Start of Records for the task

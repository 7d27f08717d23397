//! # User Repository
//!
//! Stored logins. Passwords are kept as argon2 PHC strings; the plain text
//! never reaches the database.

use argon2::password_hash::rand_core::OsRng;
use argon2::password_hash::SaltString;
use argon2::{Argon2, PasswordHash, PasswordHasher, PasswordVerifier};
use sqlx::SqlitePool;
use tracing::{debug, info};

use crate::error::{DbError, DbResult};
use mostrador_core::{User, ValidationError};

#[derive(Debug, Clone)]
pub struct UserRepository {
    pool: SqlitePool,
}

impl UserRepository {
    pub fn new(pool: SqlitePool) -> Self {
        UserRepository { pool }
    }

    /// Creates a login with a freshly salted argon2 hash.
    ///
    /// ## Errors
    /// - `Domain(Validation)` for a blank username or password
    /// - `UniqueViolation` when the username is taken
    pub async fn create(&self, username: &str, password: &str) -> DbResult<User> {
        let username = username.trim();
        if username.is_empty() {
            return Err(ValidationError::required("username").into());
        }
        if password.is_empty() {
            return Err(ValidationError::required("password").into());
        }

        let password_hash = hash_password(password)?;

        let user = sqlx::query_as::<_, User>(
            r#"
            INSERT INTO users (username, password_hash)
            VALUES (?1, ?2)
            RETURNING id, username, password_hash
            "#,
        )
        .bind(username)
        .bind(&password_hash)
        .fetch_one(&self.pool)
        .await
        .map_err(|e| DbError::from(e).with_duplicate_value("username", username))?;

        info!(username = %user.username, "User created");
        Ok(user)
    }

    pub async fn get_by_username(&self, username: &str) -> DbResult<Option<User>> {
        let user = sqlx::query_as::<_, User>(
            "SELECT id, username, password_hash FROM users WHERE username = ?1",
        )
        .bind(username.trim())
        .fetch_optional(&self.pool)
        .await?;

        Ok(user)
    }

    /// Checks a username/password pair. Unknown users simply don't match.
    pub async fn verify(&self, username: &str, password: &str) -> DbResult<bool> {
        let Some(user) = self.get_by_username(username).await? else {
            debug!(username = %username.trim(), "Unknown username");
            return Ok(false);
        };

        Ok(verify_password(password, &user.password_hash))
    }
}

fn hash_password(password: &str) -> DbResult<String> {
    let salt = SaltString::generate(&mut OsRng);

    let hash = Argon2::default()
        .hash_password(password.as_bytes(), &salt)
        .map_err(|e| DbError::Internal(format!("Failed to hash password: {}", e)))?;

    Ok(hash.to_string())
}

fn verify_password(password: &str, hash: &str) -> bool {
    let parsed_hash = match PasswordHash::new(hash) {
        Ok(h) => h,
        Err(_) => return false,
    };

    Argon2::default()
        .verify_password(password.as_bytes(), &parsed_hash)
        .is_ok()
}

#[cfg(test)]
mod tests {
    use super::*;
    use crate::{Database, DbConfig};

    #[tokio::test]
    async fn test_create_and_verify() {
        let db = Database::new(DbConfig::in_memory()).await.unwrap();
        let users = db.users();

        let user = users.create("caja1", "s3creta").await.unwrap();
        assert_ne!(user.password_hash, "s3creta");
        assert!(user.password_hash.starts_with("$argon2"));

        assert!(users.verify("caja1", "s3creta").await.unwrap());
        assert!(!users.verify("caja1", "otra").await.unwrap());
        assert!(!users.verify("nadie", "s3creta").await.unwrap());
    }

    #[tokio::test]
    async fn test_duplicate_username() {
        let db = Database::new(DbConfig::in_memory()).await.unwrap();
        let users = db.users();

        users.create("caja1", "uno").await.unwrap();
        let err = users.create("caja1", "dos").await.unwrap_err();
        assert!(matches!(
            err,
            DbError::UniqueViolation { ref field, .. } if field == "username"
        ));
    }

    #[tokio::test]
    async fn test_blank_credentials_rejected() {
        let db = Database::new(DbConfig::in_memory()).await.unwrap();
        assert!(db.users().create("  ", "x").await.is_err());
        assert!(db.users().create("caja1", "").await.is_err());
    }
}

End of Records for the task

**Activity**
In the records above, the line with "fn hash_password(password: &str)" marks the start and the line with "async fn test_create_and_verify()" marks the end; copy that stretch exactly, both lines included, and nothing else.

**Answer space**
fn hash_password(password: &str) -> DbResult<String> {
    let salt = SaltString::generate(&mut OsRng);

    let hash = Argon2::default()
        .hash_password(password.as_bytes(), &salt)
        .map_err(|e| DbError::Internal(format!("Failed to hash password: {}", e)))?;

    Ok(hash.to_string())
}

fn verify_password(password: &str, hash: &str) -> bool {
    let parsed_hash = match PasswordHash::new(hash) {
        Ok(h) => h,
        Err(_) => return false,
    };

    Argon2::default()
        .verify_password(password.as_bytes(), &parsed_hash)
        .is_ok()
}

#[cfg(test)]
mod tests {
    use super::*;
    use crate::{Database, DbConfig};

    #[tokio::test]
    async fn test_create_and_verify() {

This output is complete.